The keys to making curtain patterns work are right at your fingertips.

Read on to learn more about choosing curtain patterns.

Curtain Design Tips

In order to create a cohesive room, you need each element to tie into the overall theme. Every piece of furniture, fabric, and accessory should fit in with the color and/or style of the room.

So if your room is done in blue and white French country, then every element should have blue or white in it OR should be French country.

For example, you might find a set of red plates in the French country style. Hanging them on one wall as a decorative statement would really make them pop against the blue and white room. Of course, every rule is meant to be broken, but this is a good starting point design-wise.

When it comes to making custom curtains, the idea is the same. Your curtains should tie into the overall scheme but not necessarily duplicate it. Actually, a room with a sofa, armchairs, and curtains all in the same fabric pattern would either be boring or overwhelming depending on the pattern.

What you want is to pick up one or two of the colors found throughout the room and make sure that they are a part of your curtain pattern.

One of the most attractive window treatments out there, which really makes for cohesive rooms, is to use exactly the same colors in the window treatments and upholstery fabrics.

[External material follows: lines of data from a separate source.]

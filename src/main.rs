//! Brickline - production counter reconciliation engine
//!
//! Reconciles cumulative counter logs from brick/tile production lines into
//! stage totals, waste and live line metrics.
//!
//! # Usage
//!
//! ```bash
//! # Live engine + snapshot API (config from $BRICKLINE_CONFIG or ./brickline.toml)
//! brickline run
//!
//! # Recompute from scratch on every tick instead of tailing
//! brickline run --mode polling
//!
//! # One-off daily report of a line
//! brickline analyze --date 2025-11-21 --line DC1 --output dc1.json
//!
//! # Load datastore rows, then analyze from the store
//! brickline import rows.jsonl
//! brickline analyze --line DC1 --source store
//! ```
//!
//! # Environment Variables
//!
//! - `BRICKLINE_CONFIG`: path to the engine config TOML
//! - `BRICKLINE_LOG_FORMAT`: `json` for JSON log lines
//! - `BRICKLINE_CORS_ORIGINS`: comma-separated origins allowed by the API
//! - `RUST_LOG`: logging level (default: info)

use anyhow::{Context, Result};
use axum::Router;
use chrono::NaiveDate;
use clap::Parser;
use serde::Serialize;
use std::fs::File;
use std::io::BufReader;
use std::path::PathBuf;
use std::sync::Arc;
use std::time::Duration;
use tokio::task::JoinSet;
use tokio_util::sync::CancellationToken;
use tracing::{error, info, warn};

use brickline::acquisition::{IngestError, Ingestor, ReadingStore};
use brickline::api::{create_app, ApiState};
use brickline::config::{EngineConfig, RunMode};
use brickline::pipeline::scheduler::local_today;
use brickline::pipeline::{Engine, MemoryBus, Publisher, WebhookSink};
use brickline::report::{analyze_line, file_ingestor, store_ingestor, LineReport};

// ============================================================================
// CLI Arguments
// ============================================================================

#[derive(Parser, Debug)]
#[command(name = "brickline")]
#[command(about = "Production counter reconciliation for brick and tile lines")]
#[command(version)]
struct CliArgs {
    /// Emit JSON log lines (also BRICKLINE_LOG_FORMAT=json)
    #[arg(long, global = true)]
    log_json: bool,

    /// Config file (overrides $BRICKLINE_CONFIG and ./brickline.toml)
    #[arg(short, long, global = true)]
    config: Option<PathBuf>,

    #[command(subcommand)]
    command: SubCommand,
}

#[derive(clap::Subcommand, Debug)]
enum SubCommand {
    /// Run the engine and the snapshot API until Ctrl+C
    Run {
        /// Override the configured run mode
        #[arg(long, value_enum)]
        mode: Option<RunMode>,
        /// Override the API bind address
        #[arg(short, long)]
        addr: Option<String>,
    },

    /// Full daily report of one line
    Analyze {
        #[command(flatten)]
        target: Target,
        /// Where the readings come from
        #[arg(long, value_enum, default_value_t = ReportSource::Files)]
        source: ReportSource,
        /// Quota product (defaults to the line's configured product)
        #[arg(long)]
        product: Option<String>,
        /// Write the JSON report here instead of stdout
        #[arg(short, long)]
        output: Option<PathBuf>,
    },

    /// Stage totals and waste of one line
    Waste {
        #[command(flatten)]
        target: Target,
        #[arg(short, long)]
        output: Option<PathBuf>,
    },

    /// Compare a line's finished output with its daily quota
    Quota {
        #[command(flatten)]
        target: Target,
        #[arg(long)]
        product: Option<String>,
        #[arg(short, long)]
        output: Option<PathBuf>,
    },

    /// Import JSON-lines measurement rows into the reading store
    Import {
        /// File with one `{"device_id", "timestamp", "payload"}` row per line
        file: PathBuf,
        /// Store directory (defaults to engine.data_dir)
        #[arg(long)]
        data_dir: Option<PathBuf>,
    },
}

#[derive(clap::Args, Debug)]
struct Target {
    /// Production date (YYYY-MM-DD, defaults to today)
    #[arg(short, long)]
    date: Option<NaiveDate>,
    /// Production line, e.g. DC1
    #[arg(short, long)]
    line: String,
}

impl Target {
    fn date(&self) -> NaiveDate {
        self.date.unwrap_or_else(local_today)
    }
}

#[derive(clap::ValueEnum, Clone, Copy, Debug, PartialEq, Eq)]
enum ReportSource {
    Files,
    Store,
}

// ============================================================================
// Task Supervision
// ============================================================================

#[derive(Debug, Clone, Copy, PartialEq, Eq)]
enum TaskName {
    HttpServer,
    Engine,
    SnapshotJanitor,
}

impl std::fmt::Display for TaskName {
    fn fmt(&self, f: &mut std::fmt::Formatter<'_>) -> std::fmt::Result {
        match self {
            Self::HttpServer => write!(f, "HttpServer"),
            Self::Engine => write!(f, "Engine"),
            Self::SnapshotJanitor => write!(f, "SnapshotJanitor"),
        }
    }
}

fn spawn_http_server(
    task_set: &mut JoinSet<Result<TaskName>>,
    listener: tokio::net::TcpListener,
    app: Router,
    cancel_token: CancellationToken,
) {
    task_set.spawn(async move {
        info!("[HttpServer] Task starting");

        let result = axum::serve(listener, app)
            .with_graceful_shutdown(async move {
                cancel_token.cancelled().await;
                info!("[HttpServer] Received shutdown signal");
            })
            .await;

        match result {
            Ok(()) => {
                info!("[HttpServer] Graceful shutdown complete");
                Ok(TaskName::HttpServer)
            }
            Err(e) => {
                error!("[HttpServer] Server error: {}", e);
                Err(anyhow::anyhow!("HTTP server error: {}", e))
            }
        }
    });
}

fn spawn_engine(task_set: &mut JoinSet<Result<TaskName>>, engine: Engine, cancel_token: CancellationToken) {
    task_set.spawn(async move {
        info!("[Engine] Task starting");
        let stats = engine.run(cancel_token).await.context("engine stopped")?;
        info!(
            cycles = stats.cycles,
            failed_cycles = stats.failed_cycles,
            publish_failures = stats.publish_failures,
            change_events = stats.change_events,
            rollovers = stats.rollovers,
            "[Engine] Stopped"
        );
        Ok(TaskName::Engine)
    });
}

/// Drop expired snapshots so the store does not grow with retired lines.
fn spawn_snapshot_janitor(
    task_set: &mut JoinSet<Result<TaskName>>,
    bus: Arc<MemoryBus>,
    every: Duration,
    cancel_token: CancellationToken,
) {
    task_set.spawn(async move {
        let mut ticker = tokio::time::interval(every);
        loop {
            tokio::select! {
                _ = cancel_token.cancelled() => break,
                _ = ticker.tick() => {
                    let purged = bus.purge_expired().await;
                    if purged > 0 {
                        info!(purged, "[SnapshotJanitor] Dropped expired snapshots");
                    }
                }
            }
        }
        Ok(TaskName::SnapshotJanitor)
    });
}

/// Run the supervisor loop: monitor tasks, cancel on failure.
async fn run_supervisor(task_set: &mut JoinSet<Result<TaskName>>, cancel_token: CancellationToken) -> Result<()> {
    info!("Supervisor: all tasks spawned, monitoring...");

    let mut shutting_down = false;
    while let Some(result) = task_set.join_next().await {
        match result {
            Ok(Ok(task_name)) => {
                info!("Supervisor: task {} completed", task_name);
                // Any task ending on its own takes the others down with it
                if !shutting_down {
                    shutting_down = true;
                    cancel_token.cancel();
                }
            }
            Ok(Err(e)) => {
                error!("Supervisor: task failed: {:#}", e);
                cancel_token.cancel();
                task_set.shutdown().await;
                return Err(e);
            }
            Err(e) => {
                error!("Supervisor: task panicked: {}", e);
                cancel_token.cancel();
                task_set.shutdown().await;
                return Err(anyhow::anyhow!("task panicked: {}", e));
            }
        }
    }

    info!("Supervisor: all tasks completed");
    Ok(())
}

// ============================================================================
// Subcommands
// ============================================================================

async fn run(mut engine_config: EngineConfig, mode: Option<RunMode>, addr: Option<String>) -> Result<()> {
    if let Some(mode) = mode {
        engine_config.engine.mode = mode;
    }
    if let Some(addr) = addr {
        engine_config.api.addr = addr;
    }
    let cfg = engine_config.clone();

    info!("━━━━━━━━━━━━━━━━━━━━━━━━━━━━━━━━━━━━━━━━━━━━━━━━━━━━");
    info!("  Brickline - production counter reconciliation");
    info!("━━━━━━━━━━━━━━━━━━━━━━━━━━━━━━━━━━━━━━━━━━━━━━━━━━━━");
    info!(
        root = %cfg.engine.log_root.display(),
        mode = %cfg.engine.mode,
        interval_secs = cfg.engine.interval_secs,
        namespace = %cfg.engine.namespace,
        "Engine configuration"
    );

    let bus = Arc::new(MemoryBus::new(cfg.publisher.bus_capacity));
    let mut publisher = Publisher::new(cfg.engine.namespace.clone(), &cfg.publisher).with_sink(bus.clone());
    if let Some(url) = &cfg.publisher.webhook_url {
        let sink = WebhookSink::new(url, Duration::from_millis(cfg.publisher.timeout_ms))
            .with_context(|| format!("building webhook sink for {url}"))?;
        info!(url = %url, "Publishing to webhook");
        publisher = publisher.with_sink(Arc::new(sink));
    }

    let cancel_token = CancellationToken::new();
    let shutdown_token = cancel_token.clone();
    tokio::spawn(async move {
        tokio::signal::ctrl_c().await.ok();
        info!("Received Ctrl+C, initiating shutdown...");
        shutdown_token.cancel();
    });

    let mut task_set: JoinSet<Result<TaskName>> = JoinSet::new();

    if cfg.api.enabled {
        let listener = tokio::net::TcpListener::bind(&cfg.api.addr)
            .await
            .with_context(|| format!("binding API address {}", cfg.api.addr))?;
        info!("Snapshot API listening on http://{}/api/v1", cfg.api.addr);
        let app = create_app(ApiState::new(bus.clone()));
        spawn_http_server(&mut task_set, listener, app, cancel_token.clone());
    } else {
        info!("Snapshot API disabled");
    }

    spawn_snapshot_janitor(
        &mut task_set,
        bus,
        Duration::from_secs(cfg.publisher.snapshot_ttl_secs.max(1)),
        cancel_token.clone(),
    );
    spawn_engine(&mut task_set, Engine::new(engine_config, publisher), cancel_token.clone());

    run_supervisor(&mut task_set, cancel_token).await?;
    info!("Brickline shutdown complete");
    Ok(())
}

fn build_report(
    engine_config: &EngineConfig,
    target: &Target,
    source: ReportSource,
    product: Option<&str>,
) -> Result<LineReport> {
    let date = target.date();
    let ingestor: Box<dyn Ingestor> = match source {
        ReportSource::Files => Box::new(file_ingestor(engine_config, &target.line)),
        ReportSource::Store => {
            let store = ReadingStore::open(&engine_config.engine.data_dir)
                .with_context(|| format!("opening reading store at {}", engine_config.engine.data_dir.display()))?;
            Box::new(store_ingestor(engine_config, store, &target.line))
        }
    };
    match analyze_line(engine_config, ingestor.as_ref(), date, &target.line, product) {
        Ok(report) => Ok(report),
        Err(e @ IngestError::RootUnreadable { .. }) => {
            error!(error = %e, "Source root is unreadable");
            Err(e).context("analysis aborted")
        }
        Err(e) => Err(e).with_context(|| format!("analyzing {} for {}", target.line, date)),
    }
}

fn emit<T: Serialize>(value: &T, output: Option<&PathBuf>) -> Result<()> {
    let json = serde_json::to_string_pretty(value).context("serializing report")?;
    match output {
        Some(path) => {
            std::fs::write(path, json).with_context(|| format!("writing {}", path.display()))?;
            info!(path = %path.display(), "Report written");
        }
        None => println!("{json}"),
    }
    Ok(())
}

fn import(engine_config: &EngineConfig, file: &PathBuf, data_dir: Option<PathBuf>) -> Result<()> {
    let dir = data_dir.unwrap_or_else(|| engine_config.engine.data_dir.clone());
    let store = ReadingStore::open(&dir).with_context(|| format!("opening reading store at {}", dir.display()))?;
    let reader = BufReader::new(File::open(file).with_context(|| format!("opening {}", file.display()))?);
    let (imported, skipped) = store
        .import_jsonl(reader)
        .with_context(|| format!("importing {}", file.display()))?;
    info!(imported, skipped, total = store.len(), store = %dir.display(), "Import complete");
    Ok(())
}

// ============================================================================
// Main Entry Point
// ============================================================================

fn init_logging(json: bool) {
    let filter = tracing_subscriber::EnvFilter::try_from_default_env()
        .unwrap_or_else(|_| tracing_subscriber::EnvFilter::new("info"));
    let json = json
        || std::env::var("BRICKLINE_LOG_FORMAT")
            .map(|v| v.eq_ignore_ascii_case("json"))
            .unwrap_or(false);
    let builder = tracing_subscriber::fmt()
        .with_env_filter(filter)
        .with_target(false)
        .with_writer(std::io::stderr);
    if json {
        builder.json().init();
    } else {
        builder.init();
    }
}

fn load_config(path: Option<&PathBuf>) -> Result<EngineConfig> {
    match path {
        Some(path) => EngineConfig::load_from_file(path).with_context(|| format!("loading config {}", path.display())),
        None => Ok(EngineConfig::load()),
    }
}

#[tokio::main]
async fn main() -> Result<()> {
    let args = CliArgs::parse();
    init_logging(args.log_json);

    let engine_config = load_config(args.config.as_ref())?;

    match args.command {
        SubCommand::Run { mode, addr } => run(engine_config, mode, addr).await,
        SubCommand::Analyze {
            target,
            source,
            product,
            output,
        } => {
            let report = build_report(&engine_config, &target, source, product.as_deref())?;
            if report.failed_sources > 0 {
                warn!(failed = report.failed_sources, "Some sources could not be read");
            }
            emit(&report, output.as_ref())
        }
        SubCommand::Waste { target, output } => {
            let report = build_report(&engine_config, &target, ReportSource::Files, None)?;
            for bucket in report.waste.alerts() {
                warn!(line = %report.line, bucket = %bucket.name, percent = bucket.percent, "Waste above alert threshold");
            }
            emit(&report.waste, output.as_ref())
        }
        SubCommand::Quota {
            target,
            product,
            output,
        } => {
            let report = build_report(&engine_config, &target, ReportSource::Files, product.as_deref())?;
            match report.quota {
                Some(quota) => emit(&quota, output.as_ref()),
                None => anyhow::bail!("no quota product known for line {}", report.line),
            }
        }
        SubCommand::Import { file, data_dir } => import(&engine_config, &file, data_dir),
    }
}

For example, the upholstery could be white, turquoise, and coral plaid, whereas the curtain fabrics could pick up the same colors in a floral print. This ties them together and adds visual interest.

Curtain Pattern Options

So once you’ve decided that patterned curtains are the way to go, how do you decide what fabrics to use? Fabric patterns generally lend themselves to various styles like formal or modern rooms. Consider the following options:

  • Brocade – Brocade is often found in formal dining rooms or living areas. It has a raised design woven into cotton, silk, or wool. Depending on the base material, the brocade will be either medium or heavy weight. Most brocades are floral-patterned, although other options such as fleur de lis do exist.
  • Calico – If you’re looking for a more inexpensive and casual curtain pattern, calico might be the right choice for you. Calico is characterized by a small pattern of printed florals on cotton, and it makes a great choice for café style curtains.
  • Chintz – If you’re looking for a patterned fabric for a formal room that isn’t as heavy as brocade or damask, try chintz. Chintz is a smooth, shiny fabric printed with multicolored patterns on a lighter background.
  • Damask – Damask is one of the most popular curtain fabrics, with a raised pattern like brocade. However, it’s a little thinner. It comes in a variety of patterns including floral and fleur de lis.
  • Gingham – Gingham is another casual fabric pattern and is often found in kitchens. It’s characterized by a check pattern, usually light in color, and made out of cotton or synthetics.
  • Matelasse – Another heavy fabric with a raised design like brocade and damask, matelasse is generally less formal than the other two. Because of the weaving process, the design of matelasse is less even and more unfinished looking than in the other two fabric types.
  • Natural Weaves – In a natural weave, the fibers themselves are rough and uneven, resulting in a bumpy, textured fabric that may have some small gaps. Fabrics may be stiff like canvas or may be even more textured and almost nubby. Natural weaves look great in rooms with wilderness themes or pared-down modern vibes.
  • Tapestry – Tapestries depict very deeply textured designs or scenes and usually work best in formal rooms. They also tend to be expensive.
  • Ticking – One additional casual option is ticking, a pattern of alternating dark and light vertical strips. Ticking is a vertically striped fabric incorporating a pattern of darker stripes on a light background. Ticking is named after the printed fabric traditionally used to cover mattresses.